-- PROBLEM DETAILS --
The answer should consist of each line below that contains the word "keys".

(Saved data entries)

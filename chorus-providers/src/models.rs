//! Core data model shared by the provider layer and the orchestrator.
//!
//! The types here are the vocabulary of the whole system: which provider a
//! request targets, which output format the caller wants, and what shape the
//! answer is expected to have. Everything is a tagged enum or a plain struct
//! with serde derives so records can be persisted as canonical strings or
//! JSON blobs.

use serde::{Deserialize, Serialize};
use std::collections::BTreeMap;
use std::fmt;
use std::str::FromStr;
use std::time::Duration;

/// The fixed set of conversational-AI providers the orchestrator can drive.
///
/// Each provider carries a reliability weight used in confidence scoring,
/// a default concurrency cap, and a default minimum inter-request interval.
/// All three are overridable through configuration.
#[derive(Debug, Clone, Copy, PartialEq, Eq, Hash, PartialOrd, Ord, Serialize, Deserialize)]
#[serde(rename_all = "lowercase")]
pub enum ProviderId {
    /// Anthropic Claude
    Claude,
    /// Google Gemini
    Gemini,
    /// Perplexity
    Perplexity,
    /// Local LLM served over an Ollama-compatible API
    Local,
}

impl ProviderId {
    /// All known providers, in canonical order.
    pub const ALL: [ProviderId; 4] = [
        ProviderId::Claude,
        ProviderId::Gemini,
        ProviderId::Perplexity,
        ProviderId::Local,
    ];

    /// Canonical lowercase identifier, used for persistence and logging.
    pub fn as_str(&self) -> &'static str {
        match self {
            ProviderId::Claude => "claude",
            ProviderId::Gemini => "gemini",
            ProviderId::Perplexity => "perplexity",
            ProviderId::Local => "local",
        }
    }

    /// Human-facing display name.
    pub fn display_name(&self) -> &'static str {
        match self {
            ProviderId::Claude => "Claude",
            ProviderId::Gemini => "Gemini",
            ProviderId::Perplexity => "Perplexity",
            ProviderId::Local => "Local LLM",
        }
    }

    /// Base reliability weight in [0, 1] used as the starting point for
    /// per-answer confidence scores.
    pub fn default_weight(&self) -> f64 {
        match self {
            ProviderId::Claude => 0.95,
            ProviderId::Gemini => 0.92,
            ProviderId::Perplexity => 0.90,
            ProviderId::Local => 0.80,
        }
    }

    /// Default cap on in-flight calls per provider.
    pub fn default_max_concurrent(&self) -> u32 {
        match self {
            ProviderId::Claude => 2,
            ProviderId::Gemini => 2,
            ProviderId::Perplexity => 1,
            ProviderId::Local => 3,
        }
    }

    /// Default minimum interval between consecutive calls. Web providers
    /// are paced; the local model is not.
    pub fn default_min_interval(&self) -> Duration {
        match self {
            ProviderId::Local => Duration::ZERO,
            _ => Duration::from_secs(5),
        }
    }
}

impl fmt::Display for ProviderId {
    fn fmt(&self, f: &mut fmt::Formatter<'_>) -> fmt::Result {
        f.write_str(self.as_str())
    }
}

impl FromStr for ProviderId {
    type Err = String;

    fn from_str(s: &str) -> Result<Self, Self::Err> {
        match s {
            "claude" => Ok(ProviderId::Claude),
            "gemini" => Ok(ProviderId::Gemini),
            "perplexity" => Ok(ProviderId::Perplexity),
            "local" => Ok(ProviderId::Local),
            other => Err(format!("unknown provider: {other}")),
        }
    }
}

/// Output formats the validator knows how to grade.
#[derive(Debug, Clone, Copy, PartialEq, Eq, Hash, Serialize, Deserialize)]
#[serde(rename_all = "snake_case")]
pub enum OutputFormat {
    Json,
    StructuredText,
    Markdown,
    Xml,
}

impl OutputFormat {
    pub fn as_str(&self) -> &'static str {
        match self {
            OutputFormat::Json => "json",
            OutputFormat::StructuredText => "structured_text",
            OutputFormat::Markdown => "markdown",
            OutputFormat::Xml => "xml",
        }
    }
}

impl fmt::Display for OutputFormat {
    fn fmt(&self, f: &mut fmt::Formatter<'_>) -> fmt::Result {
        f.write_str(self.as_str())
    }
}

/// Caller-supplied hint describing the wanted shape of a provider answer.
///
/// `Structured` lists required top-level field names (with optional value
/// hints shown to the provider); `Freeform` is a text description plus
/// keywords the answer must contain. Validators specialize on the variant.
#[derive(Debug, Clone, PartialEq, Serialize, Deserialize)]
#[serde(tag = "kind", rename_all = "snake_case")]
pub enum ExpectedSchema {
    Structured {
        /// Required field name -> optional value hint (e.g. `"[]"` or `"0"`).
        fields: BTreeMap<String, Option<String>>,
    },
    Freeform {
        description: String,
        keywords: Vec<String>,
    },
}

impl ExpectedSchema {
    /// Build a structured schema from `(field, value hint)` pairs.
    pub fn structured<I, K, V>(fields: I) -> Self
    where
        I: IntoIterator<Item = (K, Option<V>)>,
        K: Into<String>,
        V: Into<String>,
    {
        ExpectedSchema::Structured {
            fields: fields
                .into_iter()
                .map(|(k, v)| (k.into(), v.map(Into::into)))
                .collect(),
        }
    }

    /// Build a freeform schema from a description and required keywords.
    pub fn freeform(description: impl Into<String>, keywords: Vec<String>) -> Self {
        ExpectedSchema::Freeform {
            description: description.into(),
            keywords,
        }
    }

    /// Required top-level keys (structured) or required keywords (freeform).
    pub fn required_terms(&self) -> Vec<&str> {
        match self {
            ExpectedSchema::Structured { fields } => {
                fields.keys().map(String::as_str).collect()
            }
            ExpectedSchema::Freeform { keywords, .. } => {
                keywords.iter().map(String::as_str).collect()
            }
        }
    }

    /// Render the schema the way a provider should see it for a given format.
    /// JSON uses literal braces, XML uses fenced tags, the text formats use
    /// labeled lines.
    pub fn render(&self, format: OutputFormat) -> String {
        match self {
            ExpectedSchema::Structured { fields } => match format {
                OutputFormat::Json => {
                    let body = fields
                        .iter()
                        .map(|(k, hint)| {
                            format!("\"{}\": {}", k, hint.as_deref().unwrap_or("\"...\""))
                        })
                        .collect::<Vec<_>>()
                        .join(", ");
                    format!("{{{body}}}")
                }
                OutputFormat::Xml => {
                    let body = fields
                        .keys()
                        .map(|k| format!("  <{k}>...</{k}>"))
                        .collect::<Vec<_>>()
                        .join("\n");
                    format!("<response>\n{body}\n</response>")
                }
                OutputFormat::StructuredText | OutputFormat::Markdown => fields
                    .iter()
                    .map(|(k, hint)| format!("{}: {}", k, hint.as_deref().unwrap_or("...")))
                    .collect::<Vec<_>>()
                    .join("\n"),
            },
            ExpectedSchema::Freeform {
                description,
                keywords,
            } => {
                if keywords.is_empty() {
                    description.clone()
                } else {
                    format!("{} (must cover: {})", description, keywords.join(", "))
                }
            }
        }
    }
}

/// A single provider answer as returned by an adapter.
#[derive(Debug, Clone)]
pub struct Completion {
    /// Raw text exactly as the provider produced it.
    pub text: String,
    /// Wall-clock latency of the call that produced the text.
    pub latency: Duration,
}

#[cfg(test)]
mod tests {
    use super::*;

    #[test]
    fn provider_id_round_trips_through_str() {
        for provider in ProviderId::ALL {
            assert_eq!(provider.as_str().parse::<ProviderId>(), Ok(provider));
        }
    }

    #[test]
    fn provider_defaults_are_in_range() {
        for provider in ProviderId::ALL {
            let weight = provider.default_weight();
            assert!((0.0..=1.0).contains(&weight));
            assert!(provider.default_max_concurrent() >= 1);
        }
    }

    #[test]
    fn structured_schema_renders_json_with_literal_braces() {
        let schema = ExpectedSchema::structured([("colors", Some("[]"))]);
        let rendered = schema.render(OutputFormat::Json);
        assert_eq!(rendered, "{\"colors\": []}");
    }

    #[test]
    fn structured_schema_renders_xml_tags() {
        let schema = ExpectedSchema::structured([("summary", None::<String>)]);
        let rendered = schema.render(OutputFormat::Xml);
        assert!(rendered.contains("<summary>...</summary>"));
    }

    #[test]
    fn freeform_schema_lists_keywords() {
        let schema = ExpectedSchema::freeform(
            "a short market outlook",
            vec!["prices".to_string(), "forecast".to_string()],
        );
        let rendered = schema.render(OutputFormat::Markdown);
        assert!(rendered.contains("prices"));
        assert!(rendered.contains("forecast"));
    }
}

---

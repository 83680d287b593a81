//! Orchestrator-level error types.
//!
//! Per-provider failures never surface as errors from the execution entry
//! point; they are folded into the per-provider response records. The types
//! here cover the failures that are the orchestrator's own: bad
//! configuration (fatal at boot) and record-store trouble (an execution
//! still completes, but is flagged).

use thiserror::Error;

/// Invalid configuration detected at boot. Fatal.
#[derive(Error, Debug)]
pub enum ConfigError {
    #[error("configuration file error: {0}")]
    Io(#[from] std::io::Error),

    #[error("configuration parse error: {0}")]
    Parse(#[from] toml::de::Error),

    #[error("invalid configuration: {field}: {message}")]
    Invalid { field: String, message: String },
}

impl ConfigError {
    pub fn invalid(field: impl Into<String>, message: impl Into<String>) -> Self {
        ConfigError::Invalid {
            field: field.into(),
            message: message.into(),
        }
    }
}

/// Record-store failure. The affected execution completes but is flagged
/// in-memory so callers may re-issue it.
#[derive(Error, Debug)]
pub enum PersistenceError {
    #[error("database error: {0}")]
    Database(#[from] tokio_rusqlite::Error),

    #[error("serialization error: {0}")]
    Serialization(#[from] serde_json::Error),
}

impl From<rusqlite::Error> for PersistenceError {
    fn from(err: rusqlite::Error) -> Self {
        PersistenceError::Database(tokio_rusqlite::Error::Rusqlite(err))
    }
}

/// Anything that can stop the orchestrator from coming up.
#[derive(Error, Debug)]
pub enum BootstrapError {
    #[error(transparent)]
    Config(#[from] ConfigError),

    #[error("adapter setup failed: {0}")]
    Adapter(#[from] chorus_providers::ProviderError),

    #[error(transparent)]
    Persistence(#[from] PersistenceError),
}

-- RESPONSE --
    /// Required top-level keys (structured) or required keywords (freeform).
                fields.keys().map(String::as_str).collect()
                        .keys()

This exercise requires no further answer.